==== TASK INPUTS
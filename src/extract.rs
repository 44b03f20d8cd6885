//! Extraction entry points and the strategy chain.
//!
//! [`Extractor`] owns the configured renderers and the QR decoder. For each
//! request it walks the strategies in order, feeds every rendered page
//! through [`preprocess::normalize`] and the decoder, and stops at the first
//! payload. Only that payload is parsed; a parse failure is fatal and does
//! not resume the chain.
//!
//! Rendering and decoding are CPU-bound and partly run external processes, so
//! the async entry points move the whole chain onto `spawn_blocking`.

use crate::config::{ExtractionConfig, StrategyKind};
use crate::error::{AadhaarQrError, PageError};
use crate::pipeline::artifacts::ArtifactDir;
use crate::pipeline::decode::{QrDecoder, RqrrDecoder};
use crate::pipeline::input::ExtractionRequest;
use crate::pipeline::parse::parse_payload;
use crate::pipeline::preprocess;
use crate::pipeline::render::{renderers_from_config, RasterPage, Renderer};
use crate::record::IdentityRecord;
use std::ops::ControlFlow;
use std::path::Path;
use std::sync::Arc;
use std::time::Instant;
use tracing::{debug, info, warn};

/// Runs the strategy chain for one or more requests.
///
/// Cheap to clone; clones share renderers and decoder.
///
/// # Example
/// ```rust,no_run
/// use aadhaar_qr::{ExtractionConfig, Extractor};
/// use std::path::Path;
///
/// # #[tokio::main]
/// # async fn main() -> Result<(), Box<dyn std::error::Error>> {
/// let extractor = Extractor::new(ExtractionConfig::default());
/// let record = extractor.extract(Path::new("eaadhaar.pdf"), "KASH2005").await?;
/// println!("{:?}", record.name);
/// # Ok(())
/// # }
/// ```
#[derive(Clone)]
pub struct Extractor {
    renderers: Vec<Arc<dyn Renderer>>,
    decoder: Arc<dyn QrDecoder>,
    config: ExtractionConfig,
}

impl Extractor {
    /// Build the renderers named in `config.strategies`, in order.
    pub fn new(config: ExtractionConfig) -> Self {
        Self {
            renderers: renderers_from_config(&config),
            decoder: Arc::new(RqrrDecoder),
            config,
        }
    }

    /// Replace the strategy chain.
    pub fn with_renderers(mut self, renderers: Vec<Arc<dyn Renderer>>) -> Self {
        self.renderers = renderers;
        self
    }

    /// Replace the QR decoder.
    pub fn with_decoder(mut self, decoder: Arc<dyn QrDecoder>) -> Self {
        self.decoder = decoder;
        self
    }

    pub fn config(&self) -> &ExtractionConfig {
        &self.config
    }

    /// Strategies in the order they will be tried.
    pub fn strategies(&self) -> Vec<StrategyKind> {
        self.renderers.iter().map(|r| r.kind()).collect()
    }

    /// Extract on the calling thread.
    ///
    /// The artifact directory is always emptied before this returns, whatever
    /// the outcome.
    pub fn extract_blocking(
        &self,
        pdf_path: &Path,
        password: &str,
    ) -> Result<IdentityRecord, AadhaarQrError> {
        let start = Instant::now();
        info!("Starting extraction: {}", pdf_path.display());

        let request = ExtractionRequest::new(pdf_path, password)?;
        let mut artifacts = ArtifactDir::create(self.config.work_dir.as_deref())?;

        let result = self.run_chain(&request, &artifacts);
        let removed = artifacts.cleanup();
        debug!("Removed {} artifact file(s)", removed);

        match &result {
            Ok(_) => info!("Extraction complete in {}ms", start.elapsed().as_millis()),
            Err(e) => warn!("Extraction failed after {}ms: {}", start.elapsed().as_millis(), e),
        }
        result
    }

    /// Extract on a blocking worker thread.
    pub async fn extract(
        &self,
        pdf_path: &Path,
        password: &str,
    ) -> Result<IdentityRecord, AadhaarQrError> {
        let this = self.clone();
        let pdf_path = pdf_path.to_path_buf();
        let password = password.to_string();

        tokio::task::spawn_blocking(move || this.extract_blocking(&pdf_path, &password))
            .await
            .map_err(|e| AadhaarQrError::Internal(format!("Extraction task panicked: {}", e)))?
    }

    fn run_chain(
        &self,
        request: &ExtractionRequest,
        artifacts: &ArtifactDir,
    ) -> Result<IdentityRecord, AadhaarQrError> {
        let callback = self.config.progress_callback.as_ref();
        let total = self.renderers.len();
        if let Some(cb) = callback {
            cb.on_extraction_start(total);
        }

        for (i, renderer) in self.renderers.iter().enumerate() {
            let kind = renderer.kind();
            info!("Strategy {}/{}: {}", i + 1, total, kind);
            if let Some(cb) = callback {
                cb.on_strategy_start(kind, i + 1, total);
            }

            let mut payload: Option<String> = None;
            let mut visitor = |page: Result<RasterPage, PageError>| -> ControlFlow<()> {
                let page = match page {
                    Ok(page) => page,
                    Err(e) => {
                        warn!("{}: {}", kind, e);
                        return ControlFlow::Continue(());
                    }
                };
                let page_num = page.page_num();
                if let Some(cb) = callback {
                    cb.on_page(kind, page_num);
                }

                let Some(image) = preprocess::normalize(page.source) else {
                    return ControlFlow::Continue(());
                };
                match self.decoder.decode(&image.pixels, image.width, image.height) {
                    Some(text) => {
                        info!("QR code found on page {} using {}", page_num, kind);
                        payload = Some(text);
                        ControlFlow::Break(())
                    }
                    None => {
                        debug!("No QR code on page {} ({})", page_num, kind);
                        ControlFlow::Continue(())
                    }
                }
            };

            let outcome = renderer.render(request, artifacts, &mut visitor);

            if let Some(text) = payload {
                let parsed = parse_payload(&text);
                if let Some(cb) = callback {
                    cb.on_extraction_complete(parsed.is_ok().then_some(kind));
                }
                return Ok(parsed?);
            }

            let reason = match outcome {
                Ok(stats) => {
                    info!(
                        "{} scanned {} page(s) without a QR code",
                        kind, stats.pages_visited
                    );
                    format!("no QR code found in {} page(s)", stats.pages_visited)
                }
                Err(e) if e.is_unavailable() => {
                    info!("Skipping {}: {}", kind, e);
                    e.to_string()
                }
                Err(e) => {
                    warn!("{} failed: {}", kind, e);
                    e.to_string()
                }
            };
            if let Some(cb) = callback {
                cb.on_strategy_failed(kind, &reason);
            }
        }

        if let Some(cb) = callback {
            cb.on_extraction_complete(None);
        }
        Err(AadhaarQrError::AllStrategiesFailed {
            path: request.pdf_path().to_path_buf(),
            attempted: total,
        })
    }
}

/// Extract the identity record from an e-Aadhaar PDF.
///
/// This is the primary entry point for the library.
///
/// # Arguments
/// * `pdf_path` — Local path to the PDF
/// * `password` — Document password; may be empty
/// * `config`   — Extraction configuration
///
/// # Errors
/// - [`AadhaarQrError::FileNotFound`] before any strategy runs
/// - [`AadhaarQrError::AllStrategiesFailed`] when no page of any strategy
///   yields a QR code
/// - [`AadhaarQrError::Parse`] when the first QR found is not a
///   `key="value"` payload
pub async fn extract(
    pdf_path: impl AsRef<Path>,
    password: &str,
    config: &ExtractionConfig,
) -> Result<IdentityRecord, AadhaarQrError> {
    Extractor::new(config.clone())
        .extract(pdf_path.as_ref(), password)
        .await
}

/// Synchronous wrapper around [`extract`].
///
/// Creates a temporary tokio runtime internally; do not call from inside a
/// runtime. Use [`Extractor::extract_blocking`] there instead.
pub fn extract_sync(
    pdf_path: impl AsRef<Path>,
    password: &str,
    config: &ExtractionConfig,
) -> Result<IdentityRecord, AadhaarQrError> {
    tokio::runtime::Runtime::new()
        .map_err(|e| AadhaarQrError::Internal(format!("Failed to create tokio runtime: {}", e)))?
        .block_on(extract(pdf_path, password, config))
}

/// Extract and write the record as pretty JSON, without `rawData`.
///
/// Uses atomic write (temp file + rename) to prevent partial files.
pub async fn extract_to_file(
    pdf_path: impl AsRef<Path>,
    password: &str,
    output_path: impl AsRef<Path>,
    config: &ExtractionConfig,
) -> Result<IdentityRecord, AadhaarQrError> {
    let record = extract(pdf_path, password, config).await?;
    write_json(output_path.as_ref(), &record).await?;
    Ok(record)
}

pub(crate) async fn write_json(path: &Path, record: &IdentityRecord) -> Result<(), AadhaarQrError> {
    let write_err = |e: std::io::Error| AadhaarQrError::OutputWriteFailed {
        path: path.to_path_buf(),
        source: e,
    };

    let json = serde_json::to_string_pretty(&record.without_raw_data())
        .map_err(|e| AadhaarQrError::Internal(format!("JSON serialisation failed: {}", e)))?;

    if let Some(parent) = path.parent().filter(|p| !p.as_os_str().is_empty()) {
        tokio::fs::create_dir_all(parent).await.map_err(write_err)?;
    }

    let tmp_path = path.with_extension("json.tmp");
    tokio::fs::write(&tmp_path, json).await.map_err(write_err)?;
    tokio::fs::rename(&tmp_path, path).await.map_err(write_err)?;
    Ok(())
}

/// Platform-specific instructions for installing the optional backends.
pub fn install_help() -> &'static str {
    if cfg!(target_os = "windows") {
        "Install at least one rendering backend:\n\
  pdfium:       place pdfium.dll next to the executable or set PDFIUM_LIB_PATH\n\
  poppler:      choco install poppler\n\
  ghostscript:  choco install ghostscript\n\
  imagemagick:  choco install imagemagick\n\
  pdftk / qpdf: choco install pdftk-server qpdf"
    } else if cfg!(target_os = "macos") {
        "Install at least one rendering backend:\n\
  pdfium:       download libpdfium.dylib and set PDFIUM_LIB_PATH\n\
  poppler:      brew install poppler\n\
  ghostscript:  brew install ghostscript\n\
  imagemagick:  brew install imagemagick\n\
  pdftk / qpdf: brew install pdftk-java qpdf"
    } else {
        "Install at least one rendering backend:\n\
  pdfium:       download libpdfium.so and set PDFIUM_LIB_PATH\n\
  poppler:      sudo apt-get install poppler-utils\n\
  ghostscript:  sudo apt-get install ghostscript\n\
  imagemagick:  sudo apt-get install imagemagick\n\
  pdftk / qpdf: sudo apt-get install pdftk qpdf"
    }
}

#[cfg(test)]
mod tests {
    use super::*;

    #[test]
    fn default_extractor_uses_configured_order() {
        let config = ExtractionConfig::builder()
            .strategies(vec![StrategyKind::Decrypt, StrategyKind::Poppler])
            .build()
            .unwrap();
        let extractor = Extractor::new(config);
        assert_eq!(
            extractor.strategies(),
            [StrategyKind::Decrypt, StrategyKind::Poppler]
        );
    }

    #[test]
    fn missing_file_fails_before_any_strategy() {
        let extractor = Extractor::new(ExtractionConfig::default()).with_renderers(vec![]);
        let err = extractor
            .extract_blocking(Path::new("/nonexistent/eaadhaar.pdf"), "pw")
            .unwrap_err();
        assert!(matches!(err, AadhaarQrError::FileNotFound { .. }));
    }

    #[test]
    fn async_entry_point_reports_missing_file() {
        let err = tokio_test::block_on(extract(
            "/nonexistent/eaadhaar.pdf",
            "",
            &ExtractionConfig::default(),
        ))
        .unwrap_err();
        assert!(matches!(err, AadhaarQrError::FileNotFound { .. }));
    }

    #[tokio::test]
    async fn write_json_omits_raw_data_and_leaves_no_tmp() {
        let dir = tempfile::tempdir().unwrap();
        let out = dir.path().join("nested/record.json");
        let record = IdentityRecord {
            name: Some("Ramesh Kumar".into()),
            raw_data: "name=\"UmFtZXNoIEt1bWFy\"".into(),
            ..IdentityRecord::default()
        };
        write_json(&out, &record).await.unwrap();

        let text = std::fs::read_to_string(&out).unwrap();
        assert!(text.contains("\"name\": \"Ramesh Kumar\""));
        assert!(!text.contains("rawData"));
        assert!(!out.with_extension("json.tmp").exists());
    }

    #[test]
    fn install_help_mentions_every_backend() {
        let help = install_help();
        for tool in ["pdfium", "poppler", "ghostscript", "imagemagick", "pdftk"] {
            assert!(help.contains(tool), "missing {tool}");
        }
    }
}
========
== WORK INSTRUCTIONS ==
Of the entries above, how many lines hold the word "download"? Give back only that number.

== EXERCISE OUTPUT ==
2